Al mítico coleccionista de arte le horrorizaba la idea de que pudiéramos estar viajando hacia un mundo sin espíritu

Enrique Vila-Matas
El coleccionista de arte Ernst Bayeler, en una imagen sin datar.
El coleccionista de arte Ernst Bayeler, en una imagen sin datar. Reuters

Giacometti convive estos días con su admirado Velázquez en la galería central del Prado, pero los de siempre siguen creyendo que el arte contemporáneo es asunto de zombis y frikis y de pirámides de ladrillos levantadas por seres inútiles. Da igual. Eso no quita que Giacometti siga ahí en la galería central, cargando tras de sí con una ya larga y fascinante experiencia en diálogos con otros artistas. Sin ir más lejos, hará sólo unos meses su obra dialogaba en la Fundación Beyeler, por segunda vez en pocos años, con la de Francis Bacon.

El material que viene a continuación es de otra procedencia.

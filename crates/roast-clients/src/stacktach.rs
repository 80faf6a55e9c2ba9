// crates/roast-clients/src/stacktach.rs
// ============================================================================
// Module: StackTach Client
// Description: Read-only client for the StackTach "stacky" reporting API.
// Purpose: Decode tabular listings into typed rows for smoke checks.
// Dependencies: serde_json
// ============================================================================

//! ## Overview
//! Stacky answers every listing as a JSON array of arrays. The first row is a
//! header row and each following row is one record, read positionally. Event
//! detail lookups return a two-column `Key`/`Value` table instead, which is
//! folded into a single [`EventDetails`] record.
//!
//! Cells are kept as optional strings: numbers are rendered in decimal, `null`
//! and missing trailing cells become `None`. Smoke checks only assert field
//! presence, so no further typing is attempted.

// ============================================================================
// SECTION: Imports
// ============================================================================

use serde_json::Value;

use crate::error::ClientError;
use crate::rest::ApiResponse;
use crate::rest::RestClient;

// ============================================================================
// SECTION: Table Decoding
// ============================================================================

/// Raw stacky table as returned on the wire.
pub type RawTable = Vec<Vec<Value>>;

/// Record decoded positionally from one data row.
pub trait TableRow: Sized {
    /// Builds the record from the row's cells in column order.
    fn from_cells(cells: &[Value]) -> Self;
}

/// Renders one cell as an optional string.
#[must_use]
pub fn cell_text(value: Option<&Value>) -> Option<String> {
    match value? {
        Value::Null => None,
        Value::String(text) => Some(text.clone()),
        Value::Number(number) => Some(number.to_string()),
        Value::Bool(flag) => Some(flag.to_string()),
        other => Some(other.to_string()),
    }
}

/// Decodes every data row after the header row.
#[must_use]
pub fn decode_table<T: TableRow>(table: &[Vec<Value>]) -> Vec<T> {
    table.iter().skip(1).map(|row| T::from_cells(row)).collect()
}

/// Returns the `index`-th cell of `cells` as text.
fn col(cells: &[Value], index: usize) -> Option<String> {
    cell_text(cells.get(index))
}

// ============================================================================
// SECTION: Models
// ============================================================================

/// Row of `/stacky/events`.
#[derive(Debug, Clone, PartialEq, Eq)]
pub struct EventName {
    /// Notification event name.
    pub event_name: Option<String>,
}

impl TableRow for EventName {
    fn from_cells(cells: &[Value]) -> Self {
        Self {
            event_name: col(cells, 0),
        }
    }
}

/// Row of `/stacky/hosts`.
#[derive(Debug, Clone, PartialEq, Eq)]
pub struct HostName {
    /// Reporting host.
    pub host_name: Option<String>,
}

impl TableRow for HostName {
    fn from_cells(cells: &[Value]) -> Self {
        Self {
            host_name: col(cells, 0),
        }
    }
}

/// Row of `/stacky/deployments`.
#[derive(Debug, Clone, PartialEq, Eq)]
pub struct Deployment {
    /// Deployment id.
    pub id: Option<String>,
    /// Deployment name.
    pub name: Option<String>,
}

impl TableRow for Deployment {
    fn from_cells(cells: &[Value]) -> Self {
        Self {
            id: col(cells, 0),
            name: col(cells, 1),
        }
    }
}

/// Row of `/stacky/timings/summary`.
#[derive(Debug, Clone, PartialEq, Eq)]
pub struct TimingSummary {
    /// Event name.
    pub event_name: Option<String>,
    /// Sample count.
    pub count: Option<String>,
    /// Minimum duration.
    pub minimum: Option<String>,
    /// Maximum duration.
    pub maximum: Option<String>,
    /// Average duration.
    pub average: Option<String>,
}

impl TableRow for TimingSummary {
    fn from_cells(cells: &[Value]) -> Self {
        Self {
            event_name: col(cells, 0),
            count: col(cells, 1),
            minimum: col(cells, 2),
            maximum: col(cells, 3),
            average: col(cells, 4),
        }
    }
}

/// Row of `/stacky/kpi`.
#[derive(Debug, Clone, PartialEq, Eq)]
pub struct Kpi {
    /// Event name.
    pub event_name: Option<String>,
    /// End-to-end duration.
    pub timing: Option<String>,
    /// Instance uuid.
    pub uuid: Option<String>,
    /// Deployment name.
    pub deployment: Option<String>,
}

impl TableRow for Kpi {
    fn from_cells(cells: &[Value]) -> Self {
        Self {
            event_name: col(cells, 0),
            timing: col(cells, 1),
            uuid: col(cells, 2),
            deployment: col(cells, 3),
        }
    }
}

/// Row of `/stacky/timings?name=`.
#[derive(Debug, Clone, PartialEq, Eq)]
pub struct EventTiming {
    /// Event name.
    pub event_name: Option<String>,
    /// Duration.
    pub timing: Option<String>,
}

impl TableRow for EventTiming {
    fn from_cells(cells: &[Value]) -> Self {
        Self {
            event_name: col(cells, 0),
            timing: col(cells, 1),
        }
    }
}

/// Row of `/stacky/reports`.
#[derive(Debug, Clone, PartialEq, Eq)]
pub struct Report {
    /// Report id.
    pub report_id: Option<String>,
    /// Period start.
    pub start: Option<String>,
    /// Period end.
    pub end: Option<String>,
    /// Creation time.
    pub created: Option<String>,
    /// Report name.
    pub name: Option<String>,
    /// Report version.
    pub version: Option<String>,
}

impl TableRow for Report {
    fn from_cells(cells: &[Value]) -> Self {
        Self {
            report_id: col(cells, 0),
            start: col(cells, 1),
            end: col(cells, 2),
            created: col(cells, 3),
            name: col(cells, 4),
            version: col(cells, 5),
        }
    }
}

/// Details of one raw event from `/stacky/show/{id}`.
#[derive(Debug, Clone, Default, PartialEq, Eq)]
pub struct EventDetails {
    /// Notification category.
    pub category: Option<String>,
    /// Publisher id.
    pub publisher: Option<String>,
    /// Raw event id.
    pub event_id: Option<String>,
    /// Instance uuid.
    pub uuid: Option<String>,
    /// Originating service.
    pub service: Option<String>,
    /// Event time.
    pub when: Option<String>,
    /// Reporting host.
    pub host_name: Option<String>,
    /// Instance state.
    pub state: Option<String>,
    /// Deployment name.
    pub deployment: Option<String>,
    /// Event name.
    pub event_name: Option<String>,
    /// Raw notification body.
    pub actual_event: Option<String>,
}

impl EventDetails {
    /// Folds a `Key`/`Value` table into one record. Unknown keys are ignored.
    #[must_use]
    pub fn from_key_values(table: &[Vec<Value>]) -> Self {
        let mut details = Self::default();
        for row in table.iter().skip(1) {
            let Some(key) = col(row, 0) else {
                continue;
            };
            let value = col(row, 1);
            let slot = match normalize_key(&key).as_str() {
                "category" => &mut details.category,
                "publisher" => &mut details.publisher,
                "#" | "event_id" => &mut details.event_id,
                "uuid" => &mut details.uuid,
                "service" => &mut details.service,
                "when" => &mut details.when,
                "host" | "host_name" => &mut details.host_name,
                "state" => &mut details.state,
                "deployment" => &mut details.deployment,
                "event" | "event_name" => &mut details.event_name,
                "actual_event" => &mut details.actual_event,
                _ => continue,
            };
            *slot = value;
        }
        details
    }
}

/// Lowercases a key and replaces spaces with underscores.
fn normalize_key(key: &str) -> String {
    key.trim().to_ascii_lowercase().replace(' ', "_")
}

// ============================================================================
// SECTION: Client
// ============================================================================

/// StackTach stacky API client.
#[derive(Debug, Clone)]
pub struct StackTachClient {
    /// Transport bound to the StackTach endpoint.
    rest: RestClient,
}

impl StackTachClient {
    /// Wraps a transport bound to the StackTach endpoint.
    #[must_use]
    pub const fn new(rest: RestClient) -> Self {
        Self {
            rest,
        }
    }

    /// Lists known event names.
    ///
    /// # Errors
    ///
    /// Returns [`ClientError`] when the request cannot be completed.
    pub fn get_event_names(&self) -> Result<ApiResponse<Vec<EventName>>, ClientError> {
        self.table("stacky/events", &[])
    }

    /// Lists reporting hosts.
    ///
    /// # Errors
    ///
    /// Returns [`ClientError`] when the request cannot be completed.
    pub fn get_host_names(&self) -> Result<ApiResponse<Vec<HostName>>, ClientError> {
        self.table("stacky/hosts", &[])
    }

    /// Lists deployments.
    ///
    /// # Errors
    ///
    /// Returns [`ClientError`] when the request cannot be completed.
    pub fn get_deployments(&self) -> Result<ApiResponse<Vec<Deployment>>, ClientError> {
        self.table("stacky/deployments", &[])
    }

    /// Lists per-event timing statistics.
    ///
    /// # Errors
    ///
    /// Returns [`ClientError`] when the request cannot be completed.
    pub fn get_timings_summary(&self) -> Result<ApiResponse<Vec<TimingSummary>>, ClientError> {
        self.table("stacky/timings/summary", &[])
    }

    /// Lists key performance indicators.
    ///
    /// # Errors
    ///
    /// Returns [`ClientError`] when the request cannot be completed.
    pub fn get_kpi(&self) -> Result<ApiResponse<Vec<Kpi>>, ClientError> {
        self.table("stacky/kpi", &[])
    }

    /// Fetches one raw event. The entity holds exactly one record when the
    /// body decodes.
    ///
    /// # Errors
    ///
    /// Returns [`ClientError`] when the request cannot be completed.
    pub fn get_event_id_details(
        &self,
        event_id: &str,
        service: &str,
    ) -> Result<ApiResponse<Vec<EventDetails>>, ClientError> {
        let response = self
            .rest
            .get_query::<RawTable>(&format!("stacky/show/{event_id}"), &[("service", service)])?;
        Ok(response.map_entity(|table| Some(vec![EventDetails::from_key_values(&table)])))
    }

    /// Lists timings recorded for one event name.
    ///
    /// # Errors
    ///
    /// Returns [`ClientError`] when the request cannot be completed.
    pub fn get_timings_for_event_name(
        &self,
        event_name: &str,
    ) -> Result<ApiResponse<Vec<EventTiming>>, ClientError> {
        self.table("stacky/timings", &[("name", event_name)])
    }

    /// Lists generated reports.
    ///
    /// # Errors
    ///
    /// Returns [`ClientError`] when the request cannot be completed.
    pub fn get_reports(&self) -> Result<ApiResponse<Vec<Report>>, ClientError> {
        self.table("stacky/reports", &[])
    }

    /// Fetches and decodes a positional table.
    fn table<T: TableRow>(
        &self,
        target: &str,
        query: &[(&str, &str)],
    ) -> Result<ApiResponse<Vec<T>>, ClientError> {
        let response = self.rest.get_query::<RawTable>(target, query)?;
        Ok(response.map_entity(|table| Some(decode_table(&table))))
    }
}

// ============================================================================
// SECTION: Tests
// ============================================================================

Giacometti parece ya un veterano en los cruces con otros grandes autores, y quizás eso contribuya a aumentar la corriente de vivacidad, de frescura, que nos envuelve en la galería central del Prado cuando dejamos que nuestra inteligencia se divierta y simule no saber ya qué le pertenece a él y qué a Velázquez, y aún menos de donde surge tanta vida.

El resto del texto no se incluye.